# CIS 9
# Unsupervised Learning: k-Means Clustering 

Reading

Python Data Handbook Chapter 5: k-Means Clustering
- Introducing k-Means
- k-Means Algorithm: Expectation–Maximization

__Clustering__

In unsupervised learning, there are input features but no output labels to "learn" from. In other words, there are no output labels that act as a supervisor to tell us how accurate the predicted output is.  Instead, the goal of unsupervised learning is to find hidden patterns in the unlabeled data. Unsupervised learning is learning by observation, rather than learning by examples as in supervised learning.

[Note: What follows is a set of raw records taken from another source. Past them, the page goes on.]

// esbflow/examples/basic_flow.rs

use esbflow::{
  from_fn, EngineConfig, Event, FlowContainer, FlowError, ProcessingStrategy, Processor, ResponseMessageProcessorAdapter,
};
use std::sync::Arc;
use tracing::info;

#[tokio::main]
async fn main() -> Result<(), FlowError> {
  // Initialize tracing (optional, for demonstration)
  tracing_subscriber::fmt().with_max_level(tracing::Level::INFO).init();

  info!("--- Basic Flow Example ---");

  // 1. A container carries the defaults shared by its flows.
  let config = EngineConfig::from_env()?.with_default_processing_strategy(ProcessingStrategy::Synchronous);
  let container = FlowContainer::new(config);

  // 2. Build the processors. The response adapter runs after everything downstream.
  let validate = from_fn("validate", |event: Event| async move {
    if event.payload().is_empty() {
      return Err(anyhow::anyhow!("empty order"));
    }
    Ok(event.with_variable("validated", "true"))
  });
  let enrich = from_fn("enrich", |event: Event| async move { Ok::<_, FlowError>(event.append_payload(" +customer")) });
  let audit = from_fn("audit", |event: Event| async move {
    info!(payload = %event.payload(), "Response leaving the flow.");
    Ok::<_, FlowError>(event.append_payload(" [audited]"))
  });

  // 3. Configure and register the flow.
  let flow = container
    .new_flow("orders")
    .with_processors(vec![Arc::new(ResponseMessageProcessorAdapter::new(audit)) as Arc<dyn Processor>, validate, enrich]);
  container.register(flow)?;

  // 4. Bring every flow up.
  container.initialise_all()?;
  container.start_all()?;

  // 5. Send a few events through.
  match container.process("orders", Event::new("order-42")).await? {
    Some(response) => info!(payload = %response.payload(), validated = ?response.variable("validated"), "Order processed."),
    None => info!("Order accepted without a response."),
  }
  if let Err(e) = container.process("orders", Event::new("")).await {
    info!(error = %e, "Empty order rejected as expected.");
  }

  // 6. Shut down.
  container.stop_all();
  container.dispose_all();
  info!("--- Basic Flow Example Finished ---");
  Ok(())
}
// esbflow/src/error.rs
use anyhow::Error as AnyhowError;
use std::fmt;
use thiserror::Error;

/// The lifecycle phase a component was in when it failed.
#[derive(Debug, Clone, Copy, PartialEq, Eq)]
pub enum LifecyclePhase {
  Initialise,
  Start,
  Stop,
  Dispose,
}

impl fmt::Display for LifecyclePhase {
  fn fmt(&self, f: &mut fmt::Formatter<'_>) -> fmt::Result {
    let label = match self {
      LifecyclePhase::Initialise => "initialise",
      LifecyclePhase::Start => "start",
      LifecyclePhase::Stop => "stop",
      LifecyclePhase::Dispose => "dispose",
    };
    f.write_str(label)
  }
}

#[derive(Debug, Error)]
pub enum FlowError {
  #[error("Flow '{flow}' is not a valid construct: {message}")]
  ConstructInvalid { flow: String, message: String },

  #[error("Component '{component}' failed to {phase}. Source: {source}")]
  Lifecycle {
    component: String,
    phase: LifecyclePhase,
    #[source]
    source: AnyhowError,
  },

  #[error("Illegal state for '{flow}': {message}")]
  IllegalState { flow: String, message: String },

  #[error("Flow '{flow}' is stopped and cannot process messages")]
  NotStarted { flow: String },

  #[error("Invalid dynamic pipeline id '{id}' for flow '{flow}'")]
  InvalidDynamicPipelineId { flow: String, id: String },

  #[error("Error raised while processing a message. Source: {source}")]
  Processing {
    #[source]
    source: AnyhowError,
  },

  #[error("Flow '{flow}' could not dispatch the message: {message}")]
  Dispatch { flow: String, message: String },

  #[error("Internal flow engine error: {0}")]
  Internal(String),
}

impl FlowError {
  /// Builds a `Lifecycle` error for `component` failing in `phase`.
  pub fn lifecycle(component: impl Into<String>, phase: LifecyclePhase, source: impl Into<AnyhowError>) -> Self {
    FlowError::Lifecycle {
      component: component.into(),
      phase,
      source: source.into(),
    }
  }

  pub fn construct_invalid(flow: impl Into<String>, message: impl Into<String>) -> Self {
    FlowError::ConstructInvalid {
      flow: flow.into(),
      message: message.into(),
    }
  }

  pub fn illegal_state(flow: impl Into<String>, message: impl Into<String>) -> Self {
    FlowError::IllegalState {
      flow: flow.into(),
      message: message.into(),
    }
  }
}

// Errors raised by user processors arrive as anyhow::Error. A FlowError that was
// boxed into anyhow on the way is unwrapped instead of nested.
impl From<AnyhowError> for FlowError {
  fn from(err: AnyhowError) -> Self {
    match err.downcast::<FlowError>() {
      Ok(flow_err) => flow_err,
      Err(other) => FlowError::Processing { source: other },
    }
  }
}

pub type FlowResult<T, E = FlowError> = std::result::Result<T, E>;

A common way to find hidden patterns in unlabeled data is to group the data into clusters based on the similarities in the data. A cluster is a grouping of data that are similar to each other in some way, and are dissimilar to data belonging to other clusters.

There are multiple ways to cluster data, k-means is one of the most straight forward ways. K-means is a _partition based clustering_, which means data are partitioned into k mutually exclusive clusters, where k is a user defined value. Other types of clustering are _hierarchical clustering_ (grouping data with similarity together until there are a certain number of clusters), and _density based clustering_ (plot data and group the ones that are closer together into one cluster).

__k-Means Clustering__

The k-means algorithm is an iterative algorithm. It starts by randomly creating k _centroids_ or centers of a cluster. Then it puts each data point into a cluster based on how close the data value is to a particular centroid. When all data are in clusters, the algorithm calculates the mean of each cluster, and the mean serves as a new centroid for a new cluster. The algorithm keeps repeating the 2 steps of putting all data into the new clusters and calculates the new centroids, and this iterative process ends when all the newly calculated centroids are the same value as the previous centroid.

In [None]:
import pandas as pd
import matplotlib.pyplot as plt
import matplotlib
%matplotlib inline
import numpy as np
from sklearn.cluster import KMeans

We start with data of customers at a mall. The data has customers' ID, genre, age, income, and spending score.  The spending score is important to theh mall because it shows how often the customers shops / spends money at the mall. We want to see if there's customer attribute that's associated with a higher spending score.
The input data is _mall.csv_, from: [source](https://www.kaggle.com/shwetabh123/mall-customers)

In [None]:
# 1. Read in data from mall.csv. Show the size of the data and the first lines of data.


In [None]:
# 2. Find basic statistics on the data (mean, standard devision, min, max, quartile of each feature or column)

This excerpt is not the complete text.